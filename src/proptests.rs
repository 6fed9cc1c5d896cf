//! Property tests against a BTreeMap model, plus a structural walker
//! asserting the slot-array and block-ring invariants.
use std::collections::{BTreeMap, BTreeSet};

use proptest::prelude::*;
use proptest_derive::Arbitrary;

use crate::{Builder, Trie, TrieError, VALUE_LIMIT};

#[derive(Arbitrary, Debug, Clone)]
enum Action {
    Insert(KeyValue),
    Update(KeyDelta),
    Remove(Key),
    Get(Key),
}

/// NUL-free, non-empty keys; NUL bytes alias the terminal edge and empty
/// keys have their own pinned unit tests.
#[derive(Debug, Clone)]
struct Key(Vec<u8>);

#[derive(Debug, Clone)]
struct KeyValue {
    key: Key,
    value: i32,
}

#[derive(Debug, Clone)]
struct KeyDelta {
    key: Key,
    delta: i32,
}

impl Arbitrary for Key {
    type Parameters = ();
    type Strategy = BoxedStrategy<Self>;

    fn arbitrary_with(_: Self::Parameters) -> Self::Strategy {
        prop_oneof![
            // Tiny alphabet for heavy prefix sharing and collisions
            prop::collection::vec(1u8..=4, 1..6).prop_map(Key),
            // Arbitrary non-NUL bytes
            prop::collection::vec(1u8..=255, 1..5).prop_map(Key),
            // Word-shaped keys
            "[a-e]{1,8}".prop_map(|s| Key(s.into_bytes())),
        ]
        .boxed()
    }
}

impl Arbitrary for KeyValue {
    type Parameters = ();
    type Strategy = BoxedStrategy<Self>;

    fn arbitrary_with(_: Self::Parameters) -> Self::Strategy {
        (any::<Key>(), 0..10_000i32)
            .prop_map(|(key, value)| KeyValue { key, value })
            .boxed()
    }
}

impl Arbitrary for KeyDelta {
    type Parameters = ();
    type Strategy = BoxedStrategy<Self>;

    fn arbitrary_with(_: Self::Parameters) -> Self::Strategy {
        (any::<Key>(), -50..50i32)
            .prop_map(|(key, delta)| KeyDelta { key, delta })
            .boxed()
    }
}

fn execute(trie: &mut Trie, model: &mut BTreeMap<Vec<u8>, i32>, action: Action) {
    match action {
        Action::Insert(kv) => {
            let key = kv.key.0;
            assert_eq!(trie.insert(&key, kv.value), Ok(()));
            model.insert(key, kv.value);
        }
        Action::Update(kd) => {
            let key = kd.key.0;
            let next = match model.get(&key) {
                Some(&prior) => prior + kd.delta,
                None => kd.delta,
            };
            let result = trie.update(&key, kd.delta);
            if (0..VALUE_LIMIT).contains(&next) {
                assert_eq!(result, Ok(()), "update of {:?} by {}", key, kd.delta);
                model.insert(key, next);
            } else {
                assert_eq!(result, Err(TrieError::InvalidValue));
            }
        }
        Action::Remove(key) => {
            let key = key.0;
            let existed = model.remove(&key).is_some();
            let result = trie.remove(&key);
            if existed {
                assert_eq!(result, Ok(()), "remove of stored {:?}", key);
            } else {
                assert_eq!(result, Err(TrieError::NoPath), "remove of absent {:?}", key);
            }
        }
        Action::Get(key) => {
            let key = key.0;
            match model.get(&key) {
                Some(&v) => assert_eq!(trie.get(&key), Ok(v)),
                None => assert!(trie.get(&key).is_err(), "phantom value for {:?}", key),
            }
        }
    }
}

fn verify(trie: &Trie, model: &BTreeMap<Vec<u8>, i32>, ordered: bool) {
    for (key, &value) in model {
        assert_eq!(trie.get(key), Ok(value));
        let id = trie.jump(key, 0).unwrap();
        assert_eq!(trie.key(id).unwrap(), *key);
    }
    assert_eq!(trie.status().keys, model.len());

    let mut enumerated: Vec<Vec<u8>> = trie
        .predictive_search(b"")
        .map(|id| trie.key(id).unwrap())
        .collect();
    let expected: Vec<Vec<u8>> = model.keys().cloned().collect();
    if !ordered {
        enumerated.sort();
    }
    assert_eq!(enumerated, expected);

    for key in model.keys() {
        let matched: Vec<Vec<u8>> = trie
            .common_prefix_search(key)
            .map(|id| trie.key(id).unwrap())
            .collect();
        let expected: Vec<Vec<u8>> = model
            .keys()
            .filter(|k| key.starts_with(k))
            .cloned()
            .collect();
        assert_eq!(matched, expected, "prefixes of {:?}", key);
    }
}

/// Walks the whole structure and asserts the representation invariants:
/// parent-edge reconciliation, sibling-chain consistency, empty-ring
/// shape, and block-list classification.
fn check_structure(trie: &Trie) {
    let size = trie.size;
    let nodes = trie.nodes();
    let ninfos = trie.node_infos();
    let blocks = trie.blocks();
    let nblocks = (size >> 8) as usize;

    assert_eq!(size % 256, 0);
    assert!(size <= trie.capacity);

    // Children seen by scanning checks, per parent.
    let mut scanned: BTreeMap<i32, BTreeSet<u8>> = BTreeMap::new();
    for i in 1..size {
        let n = nodes[i as usize];
        if n.check < 0 {
            continue;
        }
        let parent = nodes[n.check as usize];
        assert!(parent.value < 0, "terminal {} has child {}", n.check, i);
        let label = parent.base() ^ i;
        assert!((0..256).contains(&label), "slot {} outside parent aperture", i);
        scanned.entry(n.check).or_default().insert(label as u8);
    }

    // Children claimed by each parent's sibling chain.
    for i in 0..size {
        let n = nodes[i as usize];
        if n.check < 0 || n.value >= 0 {
            continue;
        }
        let base = n.base();
        let mut chain = vec![];
        let mut c = ninfos[i as usize].child;
        if c == 0 {
            let cand = base; // base ^ 0
            if (0..size).contains(&cand) && nodes[cand as usize].check == i {
                chain.push(0u8);
                c = ninfos[cand as usize].sibling;
            }
        } else {
            chain.push(c);
            c = ninfos[(base ^ i32::from(c)) as usize].sibling;
        }
        while c != 0 {
            chain.push(c);
            assert!(chain.len() <= 256, "unterminated chain under {}", i);
            c = ninfos[(base ^ i32::from(c)) as usize].sibling;
        }
        if trie.is_ordered() {
            assert!(
                chain.windows(2).all(|w| w[0] < w[1]),
                "chain under {} out of order: {:?}",
                i,
                chain
            );
        }
        let claimed: BTreeSet<u8> = chain.iter().copied().collect();
        assert_eq!(claimed.len(), chain.len(), "duplicate label under {}", i);
        let seen = scanned.remove(&i).unwrap_or_default();
        assert_eq!(claimed, seen, "chain/check mismatch under {}", i);
        for &label in &claimed {
            assert_eq!(nodes[(base ^ i32::from(label)) as usize].check, i);
        }
    }
    assert!(
        scanned.is_empty(),
        "children of terminal or missing parents: {:?}",
        scanned
    );

    // Per-block empty rings. Block 0 runs one short of its charge: the
    // root slot is counted but never threaded.
    let mut ring_total = 0i32;
    for bi in 0..nblocks {
        let b = blocks[bi];
        let expected = if bi == 0 { b.num - 1 } else { b.num };
        assert!(expected >= 0, "block {} over-charged", bi);
        ring_total += expected;
        if expected == 0 {
            continue;
        }
        let mut e = b.ehead;
        let mut count = 0;
        loop {
            assert!(nodes[e as usize].check < 0, "occupied slot {} on ring", e);
            assert_eq!(e >> 8, bi as i32, "slot {} on foreign ring {}", e, bi);
            let next = -nodes[e as usize].check;
            assert_eq!(-nodes[next as usize].value, e, "broken ring link at {}", e);
            count += 1;
            assert!(count <= 256, "ring of block {} does not close", bi);
            e = next;
            if e == b.ehead {
                break;
            }
        }
        assert_eq!(count, expected, "ring length mismatch in block {}", bi);
    }
    let free = nodes[..size as usize].iter().filter(|n| n.check < 0).count();
    assert_eq!(free as i32, ring_total);

    // Every block except 0 sits on exactly one class list.
    let mut seen_blocks: BTreeMap<i32, &str> = BTreeMap::new();
    for (head, name) in [
        (trie.bhead_full, "full"),
        (trie.bhead_closed, "closed"),
        (trie.bhead_open, "open"),
    ] {
        if head == 0 {
            continue;
        }
        let mut bi = head;
        let mut steps = 0;
        loop {
            assert!(seen_blocks.insert(bi, name).is_none(), "block {} listed twice", bi);
            if name == "full" {
                assert_eq!(blocks[bi as usize].num, 0);
            } else {
                assert!(blocks[bi as usize].num > 0);
            }
            assert_eq!(blocks[blocks[bi as usize].next as usize].prev, bi);
            steps += 1;
            assert!(steps <= nblocks, "class list does not close");
            bi = blocks[bi as usize].next;
            if bi == head {
                break;
            }
        }
    }
    for bi in 1..nblocks as i32 {
        assert!(seen_blocks.contains_key(&bi), "block {} on no list", bi);
    }
    assert!(!seen_blocks.contains_key(&0), "block 0 must stay anchored");
}

proptest! {
    #![proptest_config(ProptestConfig {
        cases: 64,
        failure_persistence: None,
        .. ProptestConfig::default()
    })]

    #[test]
    fn behaves_like_btreemap(actions in prop::collection::vec(any::<Action>(), 1..80)) {
        let mut trie = Trie::new();
        let mut model = BTreeMap::new();
        for action in actions {
            execute(&mut trie, &mut model, action);
        }
        verify(&trie, &model, true);
        check_structure(&trie);
    }

    #[test]
    fn unordered_mode_keeps_the_same_contents(
        actions in prop::collection::vec(any::<Action>(), 1..60)
    ) {
        let mut trie = Builder::new().ordered(false).build();
        let mut model = BTreeMap::new();
        for action in actions {
            execute(&mut trie, &mut model, action);
        }
        verify(&trie, &model, false);
        check_structure(&trie);
    }

    #[test]
    fn snapshots_survive_random_histories(
        actions in prop::collection::vec(any::<Action>(), 1..60)
    ) {
        let mut trie = Trie::new();
        let mut model = BTreeMap::new();
        for action in actions {
            execute(&mut trie, &mut model, action);
        }
        let restored = Trie::from_bytes(&trie.to_bytes()).unwrap();
        prop_assert_eq!(&restored, &trie);
        verify(&restored, &model, true);
        check_structure(&restored);
    }
}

++++++++++++++++++++

**ACTION ITEM**
Each line of the material that includes the string "BTreeSet" is to be counted; give only the final number.

**OUTPUT FOR THIS EXERCISE**
3